May 15, 2008

Nimble Neurites

Continuing the theme of “why this version is better than the last”, I’m going to briefly talk about the new neurite system. In biology neurites include both axons and dendrites and grow out of neurons. The same applies for Distributed Neuron.

In the last version (I need to come up with a numbering scheme), neurite growth was very simplistic. Attractants and repellents were scattered around the growth space and influenced how far and in what direction the neurites grew. The static neurons then sprouted neurites which grew in their preferred direction. Once the neurite reached its destination, it randomly selected a neuron in the near vicinity of the neurite head.

There are two important problem with this scheme. The first arises from the fact that neurites only grow in one direction and do so in a completely straight line. This prevents the development of complex structures. Secondly, neurites only make one synapse at the termination point. If, for instance, a dendrite runs into an axon on the way to the destination, no synapse is made.

The new system is a bit more complicated but yields far superior results. After neurons have finished their migration phase, they enter a neurite growth phase. Neurites grow in a more three-dimensional manner now. Axons and dendrites have a direction they tend to grow in but can swerve from their path. In addition, they can also randomly branch along the main growth path, sprouting a new child neurite which continues growing. This branch can also branch, leading to an elaborate tree structure. This three-dimensional growth system allows multiple synapses. Anywhere an axon and dendrite collide a synapse is formed, resulting in a more realistic model.

The details of this (direction, length, branching probability, etc) are fully configurable and specific to the each cell type. Axons have separate parameters from dendrites, leading to different morphologies for each type of neurite. For instance, axons could have a high length value but zero branching leading to a long process. Conversely, dendrites could have medium length and high branching, leading to a large “tree”.

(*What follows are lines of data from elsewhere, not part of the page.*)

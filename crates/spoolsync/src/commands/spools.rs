//! Spool inventory command handlers.

use tabled::Tabled;

use spoolsync_core::{SpoolRecord, SpoolSync};

use crate::cli::{GlobalOpts, SpoolsArgs, SpoolsCommand};
use crate::error::CliError;
use crate::output;

use super::util::{self, or_dash};

// ── Table row ───────────────────────────────────────────────────────

#[derive(Tabled)]
struct SpoolRow {
    #[tabled(rename = "ID")]
    id: u32,
    #[tabled(rename = "Filament")]
    filament: String,
    #[tabled(rename = "Color")]
    color: String,
    #[tabled(rename = "Remaining")]
    remaining: String,
    #[tabled(rename = "Weight")]
    weight: String,
}

impl From<&SpoolRecord> for SpoolRow {
    fn from(s: &SpoolRecord) -> Self {
        let mut filament = util::spool_label(s);
        if s.archived {
            filament.push_str(" (archived)");
        }
        Self {
            id: s.id,
            filament,
            color: or_dash(s.color_swatch()),
            remaining: util::remaining_label(s),
            weight: or_dash(s.remaining_weight.map(|g| format!("{g:.0} g"))),
        }
    }
}

fn detail(s: &SpoolRecord) -> String {
    let f = &s.filament;
    let mut lines = vec![
        format!("ID:         {}", s.id),
        format!("Filament:   {}", util::spool_label(s)),
        format!("Color:      {}", or_dash(s.color_swatch())),
        format!("Remaining:  {}", util::remaining_label(s)),
        format!(
            "Weight:     {}",
            or_dash(s.remaining_weight.map(|g| format!("{g:.0} g")))
        ),
        format!(
            "Diameter:   {}",
            or_dash(f.diameter.map(|d| format!("{d:.2} mm")))
        ),
        format!("Archived:   {}", if s.archived { "yes" } else { "no" }),
    ];
    if let Some(ref registered) = s.registered {
        lines.push(format!("Registered: {registered}"));
    }
    let mut extra: Vec<_> = s.extra.iter().collect();
    extra.sort();
    for (key, value) in extra {
        lines.push(format!("{key}: {value}"));
    }
    lines.join("\n")
}

// ── Handler ─────────────────────────────────────────────────────────

pub async fn handle(sync: &SpoolSync, args: SpoolsArgs, global: &GlobalOpts) -> Result<(), CliError> {
    match args.command {
        SpoolsCommand::List { all } => {
            let spools: Vec<SpoolRecord> = sync
                .spools()
                .await?
                .into_values()
                .filter(|s| all || !s.archived)
                .collect();
            let out = output::render_list(&global.output, &spools, |s| SpoolRow::from(s), |s| {
                s.id.to_string()
            });
            output::print_output(&out, global.quiet);
            Ok(())
        }

        SpoolsCommand::Get { id } => {
            let record = sync
                .spool(id)
                .await
                .ok_or_else(|| util::spool_not_found(id))?;
            let out = output::render_single(&global.output, &*record, detail, |s| s.id.to_string());
            output::print_output(&out, global.quiet);
            Ok(())
        }
    }
}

Of course, the neurites are not limited to the stereotypes we see in our brain. Evolution doesn’t really care as long as it works. It should be interesting to see the various cell types and morphologies associated as the system begins to evolve.

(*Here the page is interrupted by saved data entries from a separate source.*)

use std::fmt;
use std::str::FromStr;
use std::sync::Arc;

use serde::{Deserialize, Serialize};

use super::SpoolRecord;
use crate::error::CoreError;

/// Inventory identifier of a spool record.
#[derive(Debug, Clone, Copy, PartialEq, Eq, Hash, PartialOrd, Ord, Serialize, Deserialize)]
#[serde(transparent)]
pub struct SpoolId(u32);

impl SpoolId {
    pub const fn new(id: u32) -> Self {
        Self(id)
    }

    pub const fn get(self) -> u32 {
        self.0
    }
}

impl From<u32> for SpoolId {
    fn from(id: u32) -> Self {
        Self(id)
    }
}

impl fmt::Display for SpoolId {
    fn fmt(&self, f: &mut fmt::Formatter<'_>) -> fmt::Result {
        write!(f, "{}", self.0)
    }
}

impl FromStr for SpoolId {
    type Err = CoreError;

    fn from_str(s: &str) -> Result<Self, Self::Err> {
        s.parse::<u32>().map(Self).map_err(|_| CoreError::InvalidSpoolId {
            input: s.to_owned(),
        })
    }
}

/// What a tray should hold, as chosen by the user.
///
/// `Unset` means nothing has been chosen yet; `NoSpool` is an explicit
/// choice to leave the tray empty. The wire sentinels (`null`, `-1`) map
/// onto these variants in [`SpoolSelection::from_wire`] and nowhere else.
#[derive(Debug, Clone, Copy, PartialEq, Eq, Hash, Default, Serialize)]
#[serde(tag = "kind", content = "id", rename_all = "snake_case")]
pub enum SpoolSelection {
    #[default]
    Unset,
    NoSpool,
    Spool(SpoolId),
}

impl SpoolSelection {
    pub fn spool_id(self) -> Option<SpoolId> {
        match self {
            Self::Spool(id) => Some(id),
            Self::Unset | Self::NoSpool => None,
        }
    }

    pub fn is_unset(self) -> bool {
        matches!(self, Self::Unset)
    }

    /// Normalize a legacy wire value: `null` and negative ids (`-1`) are
    /// "no spool"; ids beyond `u32` cannot exist in the inventory and are
    /// treated the same way.
    pub fn from_wire(raw: Option<i64>) -> Self {
        match raw.map(u32::try_from) {
            Some(Ok(id)) => Self::Spool(SpoolId(id)),
            Some(Err(_)) | None => Self::NoSpool,
        }
    }

    /// Parse manual input. Empty text and `-1` clear the tray.
    pub fn parse_input(text: &str) -> Result<Self, CoreError> {
        let text = text.trim();
        if text.is_empty() || text == "-1" {
            return Ok(Self::NoSpool);
        }
        text.parse().map(Self::Spool)
    }
}

impl From<SpoolId> for SpoolSelection {
    fn from(id: SpoolId) -> Self {
        Self::Spool(id)
    }
}

impl fmt::Display for SpoolSelection {
    fn fmt(&self, f: &mut fmt::Formatter<'_>) -> fmt::Result {
        match self {
            Self::Unset => f.write_str("unset"),
            Self::NoSpool => f.write_str("none"),
            Self::Spool(id) => write!(f, "{id}"),
        }
    }
}

/// Inventory lookup status for the settled selection.
#[derive(Debug, Clone, PartialEq, Default)]
pub enum LookupState {
    /// Nothing to look up (selection is unset or "no spool").
    #[default]
    Idle,
    Loading { id: SpoolId },
    Found { record: Arc<SpoolRecord> },
    /// Resolved-absent: the inventory has no such spool, or answered
    /// with a failure. The two are not distinguished.
    NotFound { id: SpoolId },
}

impl LookupState {
    pub fn is_loading(&self) -> bool {
        matches!(self, Self::Loading { .. })
    }

    pub fn record(&self) -> Option<&Arc<SpoolRecord>> {
        match self {
            Self::Found { record } => Some(record),
            _ => None,
        }
    }
}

And of course, here is a pretty picture. You can see a single cell (magenta) with its axon and dendrite showing. The axon is grey, the dendrite cyan. I don’t know the parameters off hand, but they are relatively generic. The dendrite appears to have a higher branching factor while both appear to have relatively small lengths.

Click for big.


May 13, 2008

Three-Dimensional Thinking

A lot of the work I’ve been doing in lab lately is related to brain development. Your brain is an absolutely amazing mess of pathways, fibers and tracts. The interconnected nature of the brain is far more sophisticated than simple dendrite trees in a big cluster. Furthermore, your brain and my brain are nearly identical, as far as gross anatomy is concerned. You have a hypothalamus, an amygdala, a corpus callosum and a suprachiasmatic nucleus, etc etc ad nauseum. The connections between the various brain regions is likewise similar. This simple fact is actually quite astonishing: every human brain is hardwired to organize into the same gross pattern.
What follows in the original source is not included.